### Requirement
Find all the lines in the entries below that hold the word "ChannelId" and copy them.

Collected data entries
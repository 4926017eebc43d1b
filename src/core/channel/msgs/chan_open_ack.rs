use crate::core::channel::version::Version;
use crate::core::commitment::CommitmentProof;
use crate::core::host::identifier::{ChannelId, PortId};
use crate::{Height, Signer};

/// Third handshake step: run on the initiating chain with a proof that the
/// counterparty committed a matching channel in `TRYOPEN`.
#[derive(Clone, Debug, PartialEq, Eq)]
pub struct MsgChannelOpenAck {
    pub port_id_on_a: PortId,
    pub chan_id_on_a: ChannelId,
    pub chan_id_on_b: ChannelId,
    /// The version the counterparty module settled on.
    pub version_on_b: Version,
    pub proof_chan_end_on_b: CommitmentProof,
    pub proof_height_on_b: Height,
    pub signer: Signer,
}
//! An in-memory module registry with port bindings.

use alloc::collections::BTreeMap;

use crate::core::host::identifier::PortId;
use crate::core::port::error::PortError;
use crate::core::routing::module::{Module, ModuleId};
use crate::core::routing::router::Router;
use crate::prelude::*;

#[derive(Debug, Default)]
pub struct MockRouter {
    routes: BTreeMap<ModuleId, Box<dyn Module>>,
    port_bindings: BTreeMap<PortId, ModuleId>,
}

impl MockRouter {
    pub fn new() -> Self {
        Self::default()
    }

    /// Registers a module under its id.
    pub fn add_route(&mut self, module_id: ModuleId, module: impl Module + 'static) {
        self.routes.insert(module_id, Box::new(module));
    }

    /// Binds a port to a registered module, making that module the port's
    /// owner: all channel and packet messages for the port route to it.
    pub fn bind_port(&mut self, port_id: PortId, module_id: ModuleId) -> Result<(), PortError> {
        if self.port_bindings.contains_key(&port_id) {
            return Err(PortError::PortAlreadyBound { port_id });
        }
        self.port_bindings.insert(port_id, module_id);
        Ok(())
    }
}

impl Router for MockRouter {
    fn get_route(&self, module_id: &ModuleId) -> Option<&dyn Module> {
        self.routes.get(module_id).map(AsRef::as_ref)
    }

    fn get_route_mut(&mut self, module_id: &ModuleId) -> Option<&mut dyn Module> {
        // NOTE: `self.routes.get_mut(module_id).map(AsMut::as_mut)` fails to
        // type-check due to a borrow-checker limitation with trait-object
        // lifetimes; expanding it out manually works around it.
        match self.routes.get_mut(module_id) {
            Some(boxed) => Some(boxed.as_mut()),
            None => None,
        }
    }

    fn lookup_module_by_port(&self, port_id: &PortId) -> Option<ModuleId> {
        self.port_bindings.get(port_id).cloned()
    }
}

#[cfg(test)]
mod tests {
    use core::str::FromStr;

    use super::*;
    use crate::applications::transfer::module::TransferModule;
    use crate::mock::bank::MockBank;

    #[test]
    fn binding_a_port_twice_fails() {
        let mut router = MockRouter::new();
        let module_id = ModuleId::new("tokentransfer");
        router.add_route(module_id.clone(), TransferModule::new(MockBank::default()));

        let port_id = PortId::from_str("tokentransfer").expect("valid identifier");
        router
            .bind_port(port_id.clone(), module_id.clone())
            .expect("fresh binding");
        assert!(matches!(
            router.bind_port(port_id, module_id),
            Err(PortError::PortAlreadyBound { .. })
        ));
    }

    #[test]
    fn unbound_port_has_no_module() {
        let router = MockRouter::new();
        let port_id = PortId::from_str("unboundport").expect("valid identifier");
        assert!(router.lookup_module_by_port(&port_id).is_none());
    }
}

### Task response
use crate::core::host::identifier::{ChannelId, PortId};
    pub chan_id_on_a: ChannelId,
    pub chan_id_on_b: ChannelId,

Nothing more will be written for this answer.